With the presidential election just around the corner, the obvious question on everyone’s mind is pepperoni, pineapple or sausage?  … Ok, so maybe it’s not on everyone’s mind but it’s definitely what the people at Pizza Hut are most concerned about. Pizza Hut dared debate-goers to ask the presidential candidates if they preferred sausage or pepperoni during the town hall debate on Tuesday.

*Cue awkward silence*

Whoever accepted the challenge would receive free pizza for life—a free pizza a week for up to 30 years. (Who wants that much pizza? As a broke college student I’m never one to turn down free food; thanks, but no thanks.) I’m sure it seemed like a good idea in theory, but to actually execute the plan left the doors wide open for anyone and everyone to mock the company. Was this plan just pure marketing genius or a shameless attempt at attention?
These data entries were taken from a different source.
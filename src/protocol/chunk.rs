//! RTMP chunk stream codec
//!
//! RTMP messages are split into chunks for multiplexing. Each chunk has a header
//! that identifies the chunk stream and message being sent.
//!
//! ```text
//! Chunk Format:
//! +-------------+----------------+-------------------+
//! | Basic Header| Message Header | Chunk Data        |
//! | (1-3 bytes) | (0,3,7,11 bytes)| (variable)       |
//! +-------------+----------------+-------------------+
//!
//! Basic Header formats:
//! - 1 byte:  fmt(2) + csid(6)        for csid 2-63
//! - 2 bytes: fmt(2) + 0 + csid(8)    for csid 64-319
//! - 3 bytes: fmt(2) + 1 + csid(16)   for csid 64-65599
//!
//! Message Header formats (based on fmt):
//! - Type 0 (11 bytes): timestamp(3) + length(3) + type(1) + stream_id(4, LE)
//! - Type 1 (7 bytes):  timestamp_delta(3) + length(3) + type(1)
//! - Type 2 (3 bytes):  timestamp_delta(3)
//! - Type 3 (0 bytes):  (use previous chunk's values)
//!
//! Extended timestamp (4 bytes) is appended when timestamp >= 0xFFFFFF
//! ```
//!
//! Reference: RTMP Specification Section 5.3

use bytes::{Buf, BufMut, Bytes, BytesMut};
use std::collections::HashMap;

use crate::error::{ProtocolError, Result};
use crate::protocol::constants::*;

/// A complete RTMP message
#[derive(Debug, Clone, PartialEq)]
pub struct Message {
    /// Chunk stream the message travels on
    pub csid: u32,
    /// Message timestamp (milliseconds)
    pub timestamp: u32,
    /// Message type ID
    pub type_id: u8,
    /// Message stream ID
    pub stream_id: u32,
    /// Message payload
    pub payload: Bytes,
}

impl Message {
    pub fn new(csid: u32, timestamp: u32, type_id: u8, stream_id: u32, payload: Bytes) -> Self {
        Self {
            csid,
            timestamp,
            type_id,
            stream_id,
            payload,
        }
    }

    /// Whether the message carries audio or video data
    pub fn is_media(&self) -> bool {
        self.type_id == MSG_AUDIO || self.type_id == MSG_VIDEO
    }
}

/// Chunk header format (the `fmt` field of the basic header)
#[derive(Debug, Clone, Copy, PartialEq, Eq)]
pub enum ChunkType {
    /// Type 0: every field present
    Full,
    /// Type 1: same message stream, timestamp delta + length + type
    SameStream,
    /// Type 2: only the timestamp delta changes
    TimestampDelta,
    /// Type 3: repeat the previous header
    Continuation,
}

impl ChunkType {
    pub fn fmt(self) -> u8 {
        match self {
            ChunkType::Full => CHUNK_FMT_0,
            ChunkType::SameStream => CHUNK_FMT_1,
            ChunkType::TimestampDelta => CHUNK_FMT_2,
            ChunkType::Continuation => CHUNK_FMT_3,
        }
    }

    fn from_fmt(fmt: u8) -> Self {
        match fmt & 0x03 {
            CHUNK_FMT_0 => ChunkType::Full,
            CHUNK_FMT_1 => ChunkType::SameStream,
            CHUNK_FMT_2 => ChunkType::TimestampDelta,
            _ => ChunkType::Continuation,
        }
    }

    /// Size of the message header following the basic header
    fn message_header_len(self) -> usize {
        match self {
            ChunkType::Full => 11,
            ChunkType::SameStream => 7,
            ChunkType::TimestampDelta => 3,
            ChunkType::Continuation => 0,
        }
    }
}

/// Header of a single outbound chunk
///
/// `timestamp` is absolute for [`ChunkType::Full`] and a delta otherwise.
#[derive(Debug, Clone, Copy, PartialEq, Eq)]
pub struct ChunkHeader {
    pub chunk_type: ChunkType,
    pub csid: u32,
    pub timestamp: u32,
    pub message_length: u32,
    pub message_type_id: u8,
    pub message_stream_id: u32,
}

impl ChunkHeader {
    /// Whether the timestamp needs the 4-byte extended field
    pub fn has_extended_timestamp(&self) -> bool {
        self.timestamp >= EXTENDED_TIMESTAMP_THRESHOLD
    }

    /// Serialize basic header, message header and extended timestamp
    pub fn write(&self, buf: &mut BytesMut) {
        write_basic_header(self.csid, self.chunk_type.fmt(), buf);

        let timestamp_field = self.timestamp.min(EXTENDED_TIMESTAMP_THRESHOLD);
        match self.chunk_type {
            ChunkType::Full => {
                write_u24(timestamp_field, buf);
                write_u24(self.message_length, buf);
                buf.put_u8(self.message_type_id);
                // Stream ID is little-endian!
                buf.put_u32_le(self.message_stream_id);
            }
            ChunkType::SameStream => {
                write_u24(timestamp_field, buf);
                write_u24(self.message_length, buf);
                buf.put_u8(self.message_type_id);
            }
            ChunkType::TimestampDelta => {
                write_u24(timestamp_field, buf);
            }
            ChunkType::Continuation => {}
        }

        if self.has_extended_timestamp() {
            buf.put_u32(self.timestamp);
        }
    }
}

/// What the encoder remembers about the last message on a chunk stream
#[derive(Debug, Clone, Copy)]
struct OutboundStreamState {
    timestamp: u32,
    stream_id: u32,
}

/// Chunk stream encoder
///
/// Encodes messages into chunks for transmission.
pub struct ChunkEncoder {
    /// Outgoing chunk size
    chunk_size: u32,
    /// Per-chunk-stream state for header compression
    streams: HashMap<u32, OutboundStreamState>,
}

impl ChunkEncoder {
    /// Create a new encoder with default chunk size
    pub fn new() -> Self {
        Self {
            chunk_size: DEFAULT_CHUNK_SIZE,
            streams: HashMap::new(),
        }
    }

    /// Set the chunk size (announce it with a SetChunkSize message first)
    pub fn set_chunk_size(&mut self, size: u32) {
        self.chunk_size = size.clamp(1, MAX_CHUNK_SIZE);
    }

    /// Get current chunk size
    pub fn chunk_size(&self) -> u32 {
        self.chunk_size
    }

    /// Forget all per-stream state; the next message on every csid gets a
    /// full header
    pub fn reset(&mut self) {
        self.streams.clear();
    }

    /// Header for the first chunk of `msg`
    ///
    /// The first message on a chunk stream gets a full header, as does one
    /// that switches message stream or moves the timestamp backwards.
    /// Later messages send a type 1 header with the timestamp delta.
    pub fn first_header(&self, msg: &Message) -> ChunkHeader {
        let (chunk_type, timestamp) = match self.streams.get(&msg.csid) {
            Some(prev) if prev.stream_id == msg.stream_id && msg.timestamp >= prev.timestamp => {
                (ChunkType::SameStream, msg.timestamp - prev.timestamp)
            }
            _ => (ChunkType::Full, msg.timestamp),
        };

        ChunkHeader {
            chunk_type,
            csid: msg.csid,
            timestamp,
            message_length: msg.payload.len() as u32,
            message_type_id: msg.type_id,
            message_stream_id: msg.stream_id,
        }
    }

    /// Encode a message into chunks
    ///
    /// Fails without writing anything if the payload does not fit the
    /// 3-byte length field.
    pub fn encode(&mut self, msg: &Message, buf: &mut BytesMut) -> Result<()> {
        if msg.payload.len() > MAX_MESSAGE_LENGTH as usize {
            return Err(ProtocolError::MessageTooLarge {
                size: u32::try_from(msg.payload.len()).unwrap_or(u32::MAX),
                max: MAX_MESSAGE_LENGTH,
            }
            .into());
        }

        let chunk_size = self.chunk_size as usize;
        let header = self.first_header(msg);
        let continuation = ChunkHeader {
            chunk_type: ChunkType::Continuation,
            ..header
        };

        let payload = &msg.payload[..];
        let chunks = payload.len().div_ceil(chunk_size).max(1);
        buf.reserve(payload.len() + 18 + (chunks - 1) * 8);

        let mut offset = 0;
        for index in 0..chunks {
            if index == 0 {
                header.write(buf);
            } else {
                continuation.write(buf);
            }
            let len = (payload.len() - offset).min(chunk_size);
            buf.put_slice(&payload[offset..offset + len]);
            offset += len;
        }

        self.streams.insert(
            msg.csid,
            OutboundStreamState {
                timestamp: msg.timestamp,
                stream_id: msg.stream_id,
            },
        );
        Ok(())
    }
}

impl Default for ChunkEncoder {
    fn default() -> Self {
        Self::new()
    }
}

/// Per-chunk-stream state for inbound reassembly
#[derive(Debug, Clone, Default)]
struct InboundStreamState {
    /// Last timestamp (absolute)
    timestamp: u32,
    /// Last timestamp delta
    timestamp_delta: u32,
    message_length: u32,
    message_type: u8,
    stream_id: u32,
    /// Whether the last header carried an extended timestamp
    has_extended_timestamp: bool,
    /// Buffer for partial message reassembly
    partial_message: BytesMut,
}

/// Chunk stream decoder for messages sent by the server
///
/// Never consumes a partial chunk: if the buffer ends mid-chunk, nothing of
/// that chunk is taken and `Ok(None)` is returned.
pub struct ChunkDecoder {
    /// Maximum incoming chunk size
    chunk_size: u32,
    /// Per-chunk-stream state
    streams: HashMap<u32, InboundStreamState>,
    /// Maximum message size (sanity limit)
    max_message_size: u32,
}

impl ChunkDecoder {
    /// Create a new decoder with default chunk size
    pub fn new() -> Self {
        Self {
            chunk_size: DEFAULT_CHUNK_SIZE,
            streams: HashMap::new(),
            max_message_size: MAX_MESSAGE_SIZE,
        }
    }

    /// Set the chunk size (called when receiving SetChunkSize message)
    pub fn set_chunk_size(&mut self, size: u32) {
        self.chunk_size = size.clamp(1, MAX_CHUNK_SIZE);
    }

    /// Get current chunk size
    pub fn chunk_size(&self) -> u32 {
        self.chunk_size
    }

    /// Drop all reassembly state and return to the default chunk size
    pub fn reset(&mut self) {
        self.streams.clear();
        self.chunk_size = DEFAULT_CHUNK_SIZE;
    }

    /// Try to decode a complete message from the buffer
    ///
    /// Returns Ok(Some(message)) if a complete message was decoded,
    /// Ok(None) if more data is needed, or Err on protocol error.
    pub fn decode(&mut self, buf: &mut BytesMut) -> Result<Option<Message>> {
        loop {
            let (chunk_type, csid, basic_len) = match parse_basic_header(buf) {
                Some(v) => v,
                None => return Ok(None),
            };

            let header_len = basic_len + chunk_type.message_header_len();
            if buf.len() < header_len {
                return Ok(None);
            }

            let state = self.streams.entry(csid).or_default();
            let fields = &buf[basic_len..header_len];

            if chunk_type == ChunkType::Continuation && state.message_type == 0 {
                return Err(ProtocolError::InvalidChunkHeader.into());
            }

            let timestamp_field = match chunk_type {
                ChunkType::Continuation => None,
                _ => Some(read_u24(fields)),
            };
            let extended = match timestamp_field {
                Some(ts) => ts >= EXTENDED_TIMESTAMP_THRESHOLD,
                None => state.has_extended_timestamp,
            };
            let full_header_len = header_len + if extended { 4 } else { 0 };
            if buf.len() < full_header_len {
                return Ok(None);
            }

            let (message_length, message_type) = match chunk_type {
                ChunkType::Full | ChunkType::SameStream => (read_u24(&fields[3..]), fields[6]),
                _ => (state.message_length, state.message_type),
            };
            if message_length > self.max_message_size {
                return Err(ProtocolError::MessageTooLarge {
                    size: message_length,
                    max: self.max_message_size,
                }
                .into());
            }

            let continuing = chunk_type == ChunkType::Continuation && !state.partial_message.is_empty();
            let already = if continuing { state.partial_message.len() as u32 } else { 0 };
            let data_len = (message_length - already).min(self.chunk_size) as usize;
            if buf.len() < full_header_len + data_len {
                return Ok(None);
            }

            // The whole chunk is buffered: commit
            let stream_id = match chunk_type {
                ChunkType::Full => u32::from_le_bytes([fields[7], fields[8], fields[9], fields[10]]),
                _ => state.stream_id,
            };
            buf.advance(header_len);
            let timestamp_value = if extended {
                buf.get_u32()
            } else {
                timestamp_field.unwrap_or(state.timestamp_delta)
            };

            if !continuing {
                state.partial_message.clear();
                match chunk_type {
                    ChunkType::Full => {
                        state.timestamp = timestamp_value;
                        state.timestamp_delta = 0;
                    }
                    _ => {
                        state.timestamp_delta = timestamp_value;
                        state.timestamp = state.timestamp.wrapping_add(timestamp_value);
                    }
                }
            }
            state.has_extended_timestamp = extended;
            state.message_length = message_length;
            state.message_type = message_type;
            state.stream_id = stream_id;

            state.partial_message.put_slice(&buf[..data_len]);
            buf.advance(data_len);

            if state.partial_message.len() as u32 >= message_length {
                let payload = state.partial_message.split().freeze();
                return Ok(Some(Message {
                    csid,
                    timestamp: state.timestamp,
                    type_id: message_type,
                    stream_id,
                    payload,
                }));
            }
        }
    }

    /// Abort a message on a chunk stream (when receiving Abort message)
    pub fn abort(&mut self, csid: u32) {
        if let Some(state) = self.streams.get_mut(&csid) {
            state.partial_message.clear();
        }
    }
}

impl Default for ChunkDecoder {
    fn default() -> Self {
        Self::new()
    }
}

/// Parse basic header and return (chunk type, csid, header length)
fn parse_basic_header(buf: &[u8]) -> Option<(ChunkType, u32, usize)> {
    let first = *buf.first()?;
    let chunk_type = ChunkType::from_fmt(first >> 6);

    match first & 0x3F {
        0 => {
            // 2-byte header: csid = 64 + second byte
            let second = *buf.get(1)?;
            Some((chunk_type, 64 + second as u32, 2))
        }
        1 => {
            // 3-byte header: csid = 64 + second + third*256
            if buf.len() < 3 {
                return None;
            }
            Some((chunk_type, 64 + buf[1] as u32 + (buf[2] as u32) * 256, 3))
        }
        csid => Some((chunk_type, csid as u32, 1)),
    }
}

/// Write basic header
fn write_basic_header(csid: u32, fmt: u8, buf: &mut BytesMut) {
    if csid >= 64 + 256 {
        // 3-byte header
        buf.put_u8((fmt << 6) | 1);
        let csid_offset = csid - 64;
        buf.put_u8((csid_offset & 0xFF) as u8);
        buf.put_u8(((csid_offset >> 8) & 0xFF) as u8);
    } else if csid >= 64 {
        // 2-byte header
        buf.put_u8(fmt << 6);
        buf.put_u8((csid - 64) as u8);
    } else {
        // 1-byte header
        buf.put_u8((fmt << 6) | (csid as u8));
    }
}

/// Write 24-bit big-endian value
fn write_u24(value: u32, buf: &mut BytesMut) {
    buf.put_u8(((value >> 16) & 0xFF) as u8);
    buf.put_u8(((value >> 8) & 0xFF) as u8);
    buf.put_u8((value & 0xFF) as u8);
}

fn read_u24(bytes: &[u8]) -> u32 {
    ((bytes[0] as u32) << 16) | ((bytes[1] as u32) << 8) | (bytes[2] as u32)
}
Pizza Hut got plenty of free publicity for the challenge and got even more publicity when the company went back on its word.

Pizza Hut is now asking people engage in an online discussion about pizza toppings instead of asking President Obama and opponent Mitt Romney. The company will still honor its word of free pizza for life to one winner who votes on the sausage versus pepperoni debate.

At first thought, eh, no big deal. It was a ludicrous idea to begin with. But what does it say to customers when a company goes back on its word? You risk losing some customer loyalty which could hinder your company greatly. Maybe this time Pizza Hut got off the hot seat because it wasn’t a serious matter, but there’s a lesson here for the rest of us.

H&R Block is quickly gaining a poor reputation for going back on its word and the company doesn’t even seem like it’s aware of that. When I did a quick Google search about H&R Block complaints I got hundreds of results and complaints. One pissed off consumer titled the complaint, “THIS COMPANY DOESN’T STAND BEHIND THEIR WORD.” (Disregard the fact that it should be “its” instead of “their.”) The title is in all caps, so you know that individual is not a happy camper. At least he knows he’s not the only one, as other users shared their horror stories.

Looks like H&R Block should head back to customer service school ASAP.

Your company loses its credibility when it doesn’t follow through. It’s no different than everyday life. If you say you’re going to do something, then do it—no matter how big or small your task is. You might not be able to foresee the repercussions of not following through until it comes back to bite you.

So, Pizza Hut made a mockery of the presidential debate.  Within a week it retracted the sausage versus pepperoni challenge. I’m interested to see if this shameless PR stunt hurts sales or increases them.